Aside from the payoff, the pleasure in this book is its attention to period detail (and there is a lot of it) about 19th century banking and arms production and journalism and espionage (and I concur that this may make a lot of people sigh and move on), its precise descriptions of time and place (Paris in the fin de siecle and most vividly the fetid backwater that was Venice in the years just following Italian unification), and its vast and entertaining cast of characters. There are few things more satisfying in fiction to greet a new character -- whose name resonates from earlier in one's reading and await the revelation of why they've shown up.

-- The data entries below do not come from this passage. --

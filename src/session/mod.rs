//! Session State Module
//!
//! This module holds the presentation state of a validation session
//! (typed address, loading flag, outcome, overlay visibility) as an
//! immutable value driven by events, plus the shared stores around it.

mod reducer;
mod store;

pub use reducer::{reduce, RequestToken, SessionEvent, SessionState};
pub use store::{SessionRegistry, SessionStore};
//! Deterministic task leveling.
//!
//! Takes a set of tasks with durations, prerequisite edges, and candidate
//! resource pools, and produces a feasible plan: every task gets a start
//! offset no earlier than its prerequisites' finishes, and every task that
//! wants a resource gets exactly one, picked greedily to spread load. The
//! same input always levels to the same plan.
//!
//! # Modules
//!
//! - **`models`**: Domain types: `Task`, `TaskId`, `TaskState`, `Resource`,
//!   `ResourceGroup`
//! - **`leveling`**: `TaskManager` and `ResourceManager`, the weighting and
//!   leveling pass
//! - **`render`**: text charts and Graphviz views of a leveled plan
//! - **`error`**: the crate's error type
//!
//! # Quick Start
//!
//! ```
//! use leveler::leveling::{ResourceManager, TaskManager};
//! use leveler::models::{ResourceGroup, Task};
//!
//! let mut resources = ResourceManager::new();
//! resources.create("alice");
//! resources.create("bob");
//!
//! let pool = ResourceGroup::new().with_member("alice").with_member("bob");
//! let mut plan = TaskManager::new();
//! let design = plan.add(Task::new("design").with_duration(2).with_group(pool.clone()));
//! let build = plan.add(Task::new("build").with_duration(4).with_group(pool));
//! plan.add_prereq(build, design)?;
//!
//! plan.weight(&mut resources)?;
//! plan.level(&mut resources)?;
//!
//! assert_eq!(plan.get(design).and_then(|t| t.start()), Some(0));
//! assert_eq!(plan.get(build).and_then(|t| t.start()), Some(2));
//! # Ok::<(), leveler::error::Error>(())
//! ```
//!
//! # References
//!
//! - Kelley (1961), "Critical-Path Planning and Scheduling"
//! - Demeulemeester & Herroelen (2002), "Project Scheduling: A Research Handbook"
//! - Brucker (2007), "Scheduling Algorithms"

pub mod error;
pub mod leveling;
pub mod models;
pub mod render;
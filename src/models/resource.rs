//! Resource model.
//!
//! A resource is a unit of capacity that performs tasks: a person, a
//! machine, a meeting room. Each resource carries the two weighting
//! counters the greedy selection heuristic reads, the tick at which it
//! next becomes free, and the ordered list of tasks committed to it.
//!
//! # Reference
//! Demeulemeester & Herroelen (2002), "Project Scheduling: A Research
//! Handbook", Ch. 8 (priority-rule based scheduling)

use serde::{Deserialize, Serialize};

use super::Task;

/// A named unit of capacity.
///
/// Scheduling state changes in exactly two places: a weighting pass resets
/// and recounts the candidacy counters, and [`Resource::assign`] commits an
/// assignment. Every other method is read-only.
#[derive(Debug, Clone, Serialize, Deserialize)]
pub struct Resource {
    /// Unique name, also the registry key.
    name: String,
    /// How many tasks list this resource as a candidate (set by weighting).
    available_count: u32,
    /// How many tasks have been committed to this resource.
    assigned_count: u32,
    /// Earliest tick at which this resource is free again.
    next_available: u64,
    /// Names of committed tasks, in assignment order.
    assigned_tasks: Vec<String>,
}

impl Resource {
    /// Creates an idle resource with zeroed counters.
    pub fn new(name: impl Into<String>) -> Self {
        Self {
            name: name.into(),
            available_count: 0,
            assigned_count: 0,
            next_available: 0,
            assigned_tasks: Vec::new(),
        }
    }

    /// Resource name.
    pub fn name(&self) -> &str {
        &self.name
    }

    /// Number of tasks that listed this resource as a candidate in the most
    /// recent weighting pass.
    pub fn available_count(&self) -> u32 {
        self.available_count
    }

    /// Number of tasks committed to this resource.
    pub fn assigned_count(&self) -> u32 {
        self.assigned_count
    }

    /// Earliest tick at which this resource is free. Never decreases while
    /// assignments accumulate.
    pub fn next_available(&self) -> u64 {
        self.next_available
    }

    /// Names of the tasks committed to this resource, in assignment order.
    pub fn assigned_tasks(&self) -> &[String] {
        &self.assigned_tasks
    }

    /// Load score used as the second selection key:
    /// `available_count + 2 * assigned_count`.
    ///
    /// Committed work counts double, so a resource that has actually been
    /// picked sorts after one that is merely eligible for many tasks. This
    /// spreads assignments across a pool instead of piling them on the
    /// first member.
    pub fn score(&self) -> u32 {
        self.available_count + 2 * self.assigned_count
    }

    /// Greedy selection key: soonest-free first, then lowest load score.
    ///
    /// Not exposed as an `Ord` impl; two distinct resources often compare
    /// equal here, and equal keys fall back to name order at the call site.
    pub(crate) fn selection_key(&self) -> (u64, u32) {
        (self.next_available, self.score())
    }

    /// Zeroes both weighting counters ahead of a recount.
    pub(crate) fn reset_weights(&mut self) {
        self.available_count = 0;
        self.assigned_count = 0;
    }

    /// Records one task that lists this resource as a candidate.
    pub(crate) fn note_candidate(&mut self) {
        self.available_count += 1;
    }

    /// Commits `task` to this resource.
    ///
    /// This is the single point where cross-entity state changes: the
    /// resource adds itself to the task's auto-assignment list, the task's
    /// start offset is pushed out to this resource's free tick if needed,
    /// and the free tick advances past the task's end. A task with no
    /// offset yet is treated as startable at tick 0.
    pub fn assign(&mut self, task: &mut Task) {
        task.push_auto_assignment(&self.name);
        self.assigned_count += 1;
        let start = task.start().unwrap_or(0).max(self.next_available);
        task.set_start(start);
        self.next_available = start + task.duration();
        self.assigned_tasks.push(task.name().to_string());
    }
}
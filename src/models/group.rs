//! Resource group model.
//!
//! A resource group is the pool of candidate resources a task may draw
//! from: any member can perform the task, and the leveling pass picks
//! exactly one. Membership is by resource name; the group itself holds no
//! resource state.

use serde::{Deserialize, Serialize};
use std::collections::BTreeSet;

/// A deduplicated set of candidate resource names.
///
/// Groups are cheap to clone and are typically shared across every task
/// that draws from the same pool. Members are kept in name order, which
/// fixes the tie-breaking order between resources whose selection keys
/// compare equal.
#[derive(Debug, Clone, Default, PartialEq, Eq, Serialize, Deserialize)]
pub struct ResourceGroup {
    members: BTreeSet<String>,
}

impl ResourceGroup {
    /// Creates an empty group.
    pub fn new() -> Self {
        Self::default()
    }

    /// Adds a member, keeping the group deduplicated.
    pub fn with_member(mut self, name: impl Into<String>) -> Self {
        self.members.insert(name.into());
        self
    }

    /// Adds a member in place. Re-adding an existing name is a no-op.
    pub fn insert(&mut self, name: impl Into<String>) {
        self.members.insert(name.into());
    }

    /// Whether `name` is a member.
    pub fn contains(&self, name: &str) -> bool {
        self.members.contains(name)
    }

    /// Iterates members in name order.
    pub fn iter(&self) -> impl Iterator<Item = &str> {
        self.members.iter().map(String::as_str)
    }

    /// Number of distinct members.
    pub fn len(&self) -> usize {
        self.members.len()
    }

    /// Whether the group has no members.
    ///
    /// An empty group attached to a task makes that task unassignable;
    /// the leveling pass reports it as an error rather than skipping.
    pub fn is_empty(&self) -> bool {
        self.members.is_empty()
    }
}

impl<S: Into<String>> FromIterator<S> for ResourceGroup {
    fn from_iter<I: IntoIterator<Item = S>>(iter: I) -> Self {
        Self {
            members: iter.into_iter().map(Into::into).collect(),
        }
    }
}

#[cfg(test)]
mod tests {
    use super::*;

    #[test]
    fn test_group_builder() {
        let g = ResourceGroup::new()
            .with_member("alice")
            .with_member("bob");

        assert_eq!(g.len(), 2);
        assert!(g.contains("alice"));
        assert!(g.contains("bob"));
        assert!(!g.contains("carol"));
    }

    #[test]
    fn test_duplicate_members_collapse() {
        let mut g = ResourceGroup::new().with_member("alice");
        g.insert("alice");
        g.insert("alice");

        assert_eq!(g.len(), 1);
    }

    #[test]
    fn test_members_iterate_in_name_order() {
        let g: ResourceGroup = ["zoe", "alice", "mike"].into_iter().collect();

        let members: Vec<&str> = g.iter().collect();
        assert_eq!(members, ["alice", "mike", "zoe"]);
    }

    #[test]
    fn test_empty_group() {
        let g = ResourceGroup::new();
        assert!(g.is_empty());
        assert_eq!(g.iter().count(), 0);
    }

    #[test]
    fn test_from_iterator_dedups() {
        let g: ResourceGroup = vec!["m1", "m2", "m1"].into_iter().collect();
        assert_eq!(g.len(), 2);
    }
}
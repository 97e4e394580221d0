//! Task ownership and the leveling pass.
//!
//! # Algorithm
//!
//! 1. `weight` resets and recounts the candidacy counter of every resource
//!    reachable from this manager's tasks.
//! 2. `level` sweeps tasks in insertion order, skipping any that already
//!    carry an assignment, and calls `satisfy` on the rest.
//! 3. `satisfy` recurses into prerequisites first, fixes the task's start
//!    offset at the latest prerequisite finish, then commits the
//!    soonest-free, least-loaded member of the task's pool.
//!
//! The pass is one-shot greedy: a committed assignment is never revisited,
//! and there is no fixed-point iteration. Given the same insertion order,
//! edges, and registry, the outcome is identical on every run.
//!
//! # Complexity
//! O(e) graph walking per satisfied task plus O(c log c) per candidate
//! sort, where e = prerequisite edges and c = pool size.
//!
//! # Reference
//! Demeulemeester & Herroelen (2002), "Project Scheduling: A Research
//! Handbook", Ch. 8: priority-rule based heuristics

use serde::{Deserialize, Serialize};
use std::collections::BTreeSet;

use crate::error::{Error, Result};
use crate::models::{Task, TaskId};

use super::ResourceManager;

/// Owns tasks, their prerequisite graph, and the leveling pass over them.
///
/// Tasks are held in insertion order and addressed by the [`TaskId`] that
/// [`TaskManager::add`] returns. Resources live in a separate
/// [`ResourceManager`] so that one registry can serve several plans.
///
/// # Example
///
/// ```
/// use leveler::leveling::{ResourceManager, TaskManager};
/// use leveler::models::{ResourceGroup, Task};
///
/// let mut resources = ResourceManager::new();
/// resources.create("alice");
/// resources.create("bob");
///
/// let pool = ResourceGroup::new().with_member("alice").with_member("bob");
/// let mut plan = TaskManager::new();
/// let design = plan.add(Task::new("design").with_duration(2).with_group(pool.clone()));
/// let build = plan.add(Task::new("build").with_duration(4).with_group(pool));
/// plan.add_prereq(build, design)?;
///
/// plan.weight(&mut resources)?;
/// plan.level(&mut resources)?;
///
/// assert_eq!(plan.get(design).and_then(|t| t.start()), Some(0));
/// assert_eq!(plan.get(build).and_then(|t| t.start()), Some(2));
/// # Ok::<(), leveler::error::Error>(())
/// ```
#[derive(Debug, Clone, Default, Serialize, Deserialize)]
pub struct TaskManager {
    tasks: Vec<Task>,
}

impl TaskManager {
    /// Creates an empty manager.
    pub fn new() -> Self {
        Self::default()
    }

    /// Takes ownership of `task` and returns its handle.
    pub fn add(&mut self, task: Task) -> TaskId {
        let id = TaskId(self.tasks.len());
        self.tasks.push(task);
        id
    }

    /// The task behind `id`, or `None` for a handle this manager never
    /// issued.
    pub fn get(&self, id: TaskId) -> Option<&Task> {
        self.tasks.get(id.0)
    }

    /// Mutable access, for operator edits such as pinning a resource or
    /// changing a lifecycle state.
    pub fn get_mut(&mut self, id: TaskId) -> Option<&mut Task> {
        self.tasks.get_mut(id.0)
    }

    /// Handle of the first task named `name`, in insertion order.
    pub fn find(&self, name: &str) -> Option<TaskId> {
        self.tasks.iter().position(|t| t.name() == name).map(TaskId)
    }

    /// Iterates tasks with their handles, in insertion order.
    pub fn iter(&self) -> impl Iterator<Item = (TaskId, &Task)> {
        self.tasks.iter().enumerate().map(|(i, t)| (TaskId(i), t))
    }

    /// Number of managed tasks.
    pub fn len(&self) -> usize {
        self.tasks.len()
    }

    /// Whether the manager holds no tasks.
    pub fn is_empty(&self) -> bool {
        self.tasks.is_empty()
    }

    /// Appends `prereq` to `task`'s prerequisite list.
    ///
    /// The edge is rejected with [`Error::Cycle`] if `task` and `prereq`
    /// are the same, or if `task` is already reachable from `prereq`
    /// through existing edges. A rejected edge mutates nothing. Edges
    /// append in call order, and duplicates are allowed.
    pub fn add_prereq(&mut self, task: TaskId, prereq: TaskId) -> Result<()> {
        if task == prereq || self.transitive_prereqs(prereq).contains(&task) {
            return Err(Error::Cycle {
                task: self.tasks[task.0].name().to_string(),
                prereq: self.tasks[prereq.0].name().to_string(),
            });
        }
        self.tasks[task.0].push_prereq(prereq);
        Ok(())
    }

    /// Every task reachable from `id` through prerequisite edges, not
    /// including `id` itself.
    ///
    /// Each call walks with its own fresh visited set, so shared
    /// prerequisites in diamond-shaped graphs are visited once per call
    /// and concurrent traversals over the same graph cannot interfere.
    pub fn transitive_prereqs(&self, id: TaskId) -> BTreeSet<TaskId> {
        let mut seen = BTreeSet::new();
        self.collect_prereqs(id, &mut seen);
        seen
    }

    fn collect_prereqs(&self, id: TaskId, seen: &mut BTreeSet<TaskId>) {
        for &prereq in self.tasks[id.0].prereqs() {
            if seen.insert(prereq) {
                self.collect_prereqs(prereq, seen);
            }
        }
    }

    /// Recomputes candidacy counters for every resource reachable from
    /// this manager's resource groups.
    ///
    /// Both counters of each reachable resource are zeroed first, then
    /// `available_count` is bumped once per (task, member) pair. Resources
    /// no task here references, including another plan's resources in a
    /// shared registry, are left untouched. Any unregistered group member
    /// fails the pass with [`Error::UnknownResource`] before a single
    /// count is taken.
    ///
    /// Run this before [`TaskManager::level`]; re-running it discards the
    /// assignment counts accumulated since.
    pub fn weight(&self, resources: &mut ResourceManager) -> Result<()> {
        let mut reachable = BTreeSet::new();
        for task in &self.tasks {
            if let Some(group) = task.group() {
                for name in group.iter() {
                    reachable.insert(name.to_string());
                }
            }
        }

        // Validates every name before any counting happens.
        for name in &reachable {
            resources.lookup_mut(name)?.reset_weights();
        }

        for task in &self.tasks {
            if let Some(group) = task.group() {
                for name in group.iter() {
                    resources.lookup_mut(name)?.note_candidate();
                }
            }
        }
        Ok(())
    }

    /// Levels every managed task in one sweep.
    ///
    /// Tasks are visited in insertion order; any task that already carries
    /// a pinned or auto-assigned resource is skipped, the rest are
    /// satisfied. The first failure aborts the sweep, and everything
    /// committed before it stays committed.
    pub fn level(&mut self, resources: &mut ResourceManager) -> Result<()> {
        for index in 0..self.tasks.len() {
            if self.tasks[index].is_assigned() {
                continue;
            }
            self.satisfy(TaskId(index), resources)?;
        }
        Ok(())
    }

    /// Resolves one task and, transitively, its prerequisites.
    ///
    /// # Algorithm
    /// 1. Satisfy every prerequisite, depth-first.
    /// 2. Return early if this task already has a start offset.
    /// 3. Fix the start offset at the latest prerequisite finish (0 when
    ///    there are none).
    /// 4. If a pool is set and nothing is assigned yet, pick the
    ///    soonest-free member, lowest load score breaking ties, names
    ///    breaking what remains, and commit it.
    ///
    /// Already-resolved tasks return unchanged, which makes repeated calls
    /// within a pass and across passes harmless.
    pub fn satisfy(&mut self, id: TaskId, resources: &mut ResourceManager) -> Result<()> {
        let prereqs = self.tasks[id.0].prereqs().to_vec();
        for &prereq in &prereqs {
            self.satisfy(prereq, resources)?;
        }
        if self.tasks[id.0].is_resolved() {
            return Ok(());
        }

        let earliest = prereqs
            .iter()
            .filter_map(|p| self.tasks[p.0].finish())
            .max()
            .unwrap_or(0);
        self.tasks[id.0].set_start(earliest);

        let task = &self.tasks[id.0];
        let members: Vec<String> = match task.group() {
            Some(group) => group.iter().map(str::to_string).collect(),
            None => return Ok(()),
        };
        if task.is_assigned() {
            // Pinned by hand; the offset above still counts for dependents.
            return Ok(());
        }
        self.assign_from(id, &members, resources)
    }

    /// Picks the best candidate out of `members` and commits it to the
    /// task behind `id`.
    fn assign_from(
        &mut self,
        id: TaskId,
        members: &[String],
        resources: &mut ResourceManager,
    ) -> Result<()> {
        let mut candidates = Vec::with_capacity(members.len());
        for name in members {
            let key = resources.lookup(name)?.selection_key();
            candidates.push((key, name.as_str()));
        }
        // Stable sort over name-ordered members: equal keys keep name order.
        candidates.sort_by_key(|&(key, _)| key);

        let (_, chosen) = *candidates.first().ok_or_else(|| Error::EmptyResourceGroup {
            task: self.tasks[id.0].name().to_string(),
        })?;
        resources.lookup_mut(chosen)?.assign(&mut self.tasks[id.0]);
        Ok(())
    }
}
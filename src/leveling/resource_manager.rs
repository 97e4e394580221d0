//! Resource registry.
//!
//! Owns every [`Resource`] by name and hands out references for weighting,
//! selection, and assignment. Kept separate from task ownership so one
//! registry can serve several task sets and so a task set and the registry
//! can be borrowed mutably at the same time.

use serde::{Deserialize, Serialize};
use std::collections::BTreeMap;

use crate::error::{Error, Result};
use crate::models::Resource;

/// Name-keyed registry of resources.
///
/// Registration is last-write-wins: adding a resource under a name that is
/// already taken replaces the earlier entry, counters and all. Iteration
/// is always in name order.
#[derive(Debug, Clone, Default, Serialize, Deserialize)]
pub struct ResourceManager {
    resources: BTreeMap<String, Resource>,
}

impl ResourceManager {
    /// Creates an empty registry.
    pub fn new() -> Self {
        Self::default()
    }

    /// Creates and registers a fresh idle resource under `name`.
    pub fn create(&mut self, name: impl Into<String>) {
        let name = name.into();
        self.resources.insert(name.clone(), Resource::new(name));
    }

    /// Registers an externally built resource, replacing any entry with the
    /// same name.
    pub fn add(&mut self, resource: Resource) {
        self.resources.insert(resource.name().to_string(), resource);
    }

    /// Looks up a resource by name.
    pub fn lookup(&self, name: &str) -> Result<&Resource> {
        self.resources
            .get(name)
            .ok_or_else(|| Error::UnknownResource(name.to_string()))
    }

    /// Mutable lookup, for manual assignment flows.
    pub fn lookup_mut(&mut self, name: &str) -> Result<&mut Resource> {
        self.resources
            .get_mut(name)
            .ok_or_else(|| Error::UnknownResource(name.to_string()))
    }

    /// Whether a resource named `name` is registered.
    pub fn contains(&self, name: &str) -> bool {
        self.resources.contains_key(name)
    }

    /// Iterates resources in name order.
    pub fn iter(&self) -> impl Iterator<Item = &Resource> {
        self.resources.values()
    }

    /// Registered names, in name order.
    pub fn names(&self) -> impl Iterator<Item = &str> {
        self.resources.keys().map(String::as_str)
    }

    /// Number of registered resources.
    pub fn len(&self) -> usize {
        self.resources.len()
    }

    /// Whether the registry is empty.
    pub fn is_empty(&self) -> bool {
        self.resources.is_empty()
    }
}

#[cfg(test)]
mod tests {
    use super::*;
    use crate::models::Task;

    #[test]
    fn test_create_and_lookup() {
        let mut rm = ResourceManager::new();
        rm.create("alice");

        assert!(rm.contains("alice"));
        assert_eq!(rm.len(), 1);
        let alice = rm.lookup("alice").unwrap();
        assert_eq!(alice.name(), "alice");
        assert_eq!(alice.next_available(), 0);
    }

    #[test]
    fn test_lookup_unknown_name_fails() {
        let rm = ResourceManager::new();

        let err = rm.lookup("ghost").unwrap_err();
        assert_eq!(err, Error::UnknownResource("ghost".to_string()));
    }

    #[test]
    fn test_readding_a_name_replaces_the_entry() {
        let mut rm = ResourceManager::new();
        rm.create("mill");

        // Accumulate some state on the first entry.
        let mut t = Task::new("cut").with_duration(6);
        rm.lookup_mut("mill").unwrap().assign(&mut t);
        assert_eq!(rm.lookup("mill").unwrap().next_available(), 6);

        // Re-registering the same name starts over.
        rm.add(Resource::new("mill"));
        assert_eq!(rm.len(), 1);
        assert_eq!(rm.lookup("mill").unwrap().next_available(), 0);
        assert!(rm.lookup("mill").unwrap().assigned_tasks().is_empty());
    }

    #[test]
    fn test_iteration_is_name_ordered() {
        let mut rm = ResourceManager::new();
        rm.create("zoe");
        rm.create("alice");
        rm.create("mike");

        let names: Vec<&str> = rm.names().collect();
        assert_eq!(names, ["alice", "mike", "zoe"]);

        let via_iter: Vec<&str> = rm.iter().map(Resource::name).collect();
        assert_eq!(via_iter, names);
    }

    #[test]
    fn test_empty_registry() {
        let rm = ResourceManager::new();
        assert!(rm.is_empty());
        assert!(!rm.contains("anyone"));
    }
}
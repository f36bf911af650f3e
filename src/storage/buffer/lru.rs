use super::replacer::Replacer;
use crate::storage::page::PageId;
use std::collections::{HashMap, VecDeque};

/// Least-recently-used replacement order.
///
/// Recency order is total by construction: every admission or touch moves
/// the page to the back of the queue, so the front is always the unique
/// least recently used page.
#[derive(Debug, Default)]
pub struct LruReplacer {
    /// Queue of resident pages, least recently used at the front.
    queue: VecDeque<PageId>,
    /// Map to track position in the queue for removal.
    index: HashMap<PageId, usize>,
}

impl LruReplacer {
    pub fn new() -> Self {
        Self {
            queue: VecDeque::new(),
            index: HashMap::new(),
        }
    }

    fn rebuild_index(&mut self) {
        self.index.clear();
        for (idx, &page_id) in self.queue.iter().enumerate() {
            self.index.insert(page_id, idx);
        }
    }
}

impl Replacer for LruReplacer {
    fn touch(&mut self, page_id: PageId) {
        if let Some(&idx) = self.index.get(&page_id) {
            self.queue.remove(idx);
        }
        self.queue.push_back(page_id);
        self.rebuild_index();
    }

    fn victim(&mut self) -> Option<PageId> {
        let page_id = self.queue.pop_front()?;
        self.index.remove(&page_id);
        self.rebuild_index();
        Some(page_id)
    }

    fn remove(&mut self, page_id: PageId) {
        if let Some(&idx) = self.index.get(&page_id) {
            self.queue.remove(idx);
            self.rebuild_index();
        }
    }

    fn len(&self) -> usize {
        self.queue.len()
    }
}
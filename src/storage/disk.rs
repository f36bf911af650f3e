pub mod heap_file;

pub use heap_file::{HeapFile, HeapFileIterator};

/// Size of one on-disk page in bytes. Block *i* of a heap file lives at byte
/// offset `i * PAGE_SIZE`; there is no file-level header.
pub const PAGE_SIZE: usize = 4096;
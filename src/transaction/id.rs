//! Transaction ID generation.

use std::sync::atomic::{AtomicU64, Ordering};

/// A unique identifier for a transaction.
#[derive(Debug, Clone, Copy, PartialEq, Eq, PartialOrd, Ord, Hash)]
pub struct TransactionId(pub u64);

impl TransactionId {
    /// Creates a new transaction ID with the given value.
    pub fn new(id: u64) -> Self {
        Self(id)
    }

    /// Returns the inner u64 value.
    pub fn value(&self) -> u64 {
        self.0
    }
}

impl std::fmt::Display for TransactionId {
    fn fmt(&self, f: &mut std::fmt::Formatter<'_>) -> std::fmt::Result {
        write!(f, "Txn{}", self.0)
    }
}

/// A thread-safe transaction ID generator.
#[derive(Debug)]
pub struct TransactionIdGenerator {
    next_id: AtomicU64,
}

impl TransactionIdGenerator {
    /// Creates a new transaction ID generator starting from 1.
    pub fn new() -> Self {
        Self {
            next_id: AtomicU64::new(1),
        }
    }

    /// Generates the next unique transaction ID.
    pub fn next(&self) -> TransactionId {
        let id = self.next_id.fetch_add(1, Ordering::SeqCst);
        TransactionId::new(id)
    }
}

impl Default for TransactionIdGenerator {
    fn default() -> Self {
        Self::new()
    }
}

#[cfg(test)]
mod tests {
    use super::*;

    #[test]
    fn test_transaction_id_display() {
        let id = TransactionId::new(123);
        assert_eq!(format!("{}", id), "Txn123");
    }

    #[test]
    fn test_generator_is_monotonic() {
        let generator = TransactionIdGenerator::new();

        let id1 = generator.next();
        let id2 = generator.next();
        let id3 = generator.next();

        assert_eq!(id1.value(), 1);
        assert_eq!(id2.value(), 2);
        assert_eq!(id3.value(), 3);
    }

    #[test]
    fn test_generator_thread_safety() {
        use std::sync::Arc;
        use std::thread;

        let generator = Arc::new(TransactionIdGenerator::new());
        let mut handles = vec![];

        for _ in 0..10 {
            let gen = Arc::clone(&generator);
            handles.push(thread::spawn(move || {
                (0..100).map(|_| gen.next()).collect::<Vec<_>>()
            }));
        }

        let mut all_ids = vec![];
        for handle in handles {
            all_ids.extend(handle.join().unwrap());
        }

        let mut unique_ids: Vec<_> = all_ids.iter().map(|id| id.value()).collect();
        unique_ids.sort();
        unique_ids.dedup();

        assert_eq!(all_ids.len(), 1000);
        assert_eq!(unique_ids.len(), 1000);
    }
}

The three sections are all in first person; each is read by a different narrator.  John Lee takes the role of Matthew Braddock, Roy Dotrice reads Henry Cort and Simon Vance becomes John Stone.  Each brings his personal style to the narration.  Lee has that precise diction and slight lilt that seem a natural for the aspiring-to-wealth-and-power Braddock. Dotrice (the only one of the three whom I have never heard before) is voicing a long (long) letter written when his character is in his 80s relating events of 50 years earlier and brings an old man's raspiness and breathlessness to the narration. I wasn't entirely crazy about this, but it works. Vance's cool distance and warm emotions bring out the contradictions in ambitious John Stone (contradictions we know about but that the character is not yet aware of). Each man is a master of international accents and phrasing, I particularly enjoyed Lee's interpretation of an accent that Pears describes as Manchester-Italian.

This novel is catalogued Mystery at my library (and others), but I don't really see it as a mystery. Yes, there's a puzzle to be solved, but it's not obviously a crime and doesn't really involve a character getting to the bottom of something. The reader is trying to get to the bottom of it though, so I guess I'm not as convinced as I thought I was. (Here's what the NoveList Plus database says about capital-M mysteries: "Mysteries are puzzles. This puzzle involves a crime, usually murder, and the resulting body. An investigator, whether professional or amateur, solves the question 'who-dun-it,' and the culprit is brought to justice. The Mystery tracks this investigation, with its concomitant exploration of the victim's the murderer's, and the detective's lives.")

For part of the time I was listening to this, I eye-read an installment in Pears' conventional mystery series, where art thefts and forgeries are conventionally solved by two sprightly contemporary art historians. They couldn't be more different in tone and accomplishment. I wonder if working on these is the occasional palate cleanser for when he needs a break from his major works. Still, I can see the glimmers of Pears' descriptive prose and sparkling dialogue in these novel-ettes.

[The view of Venice painted in the 19th century is by an unknown artist and was retrieved from Wikimedia Commons.]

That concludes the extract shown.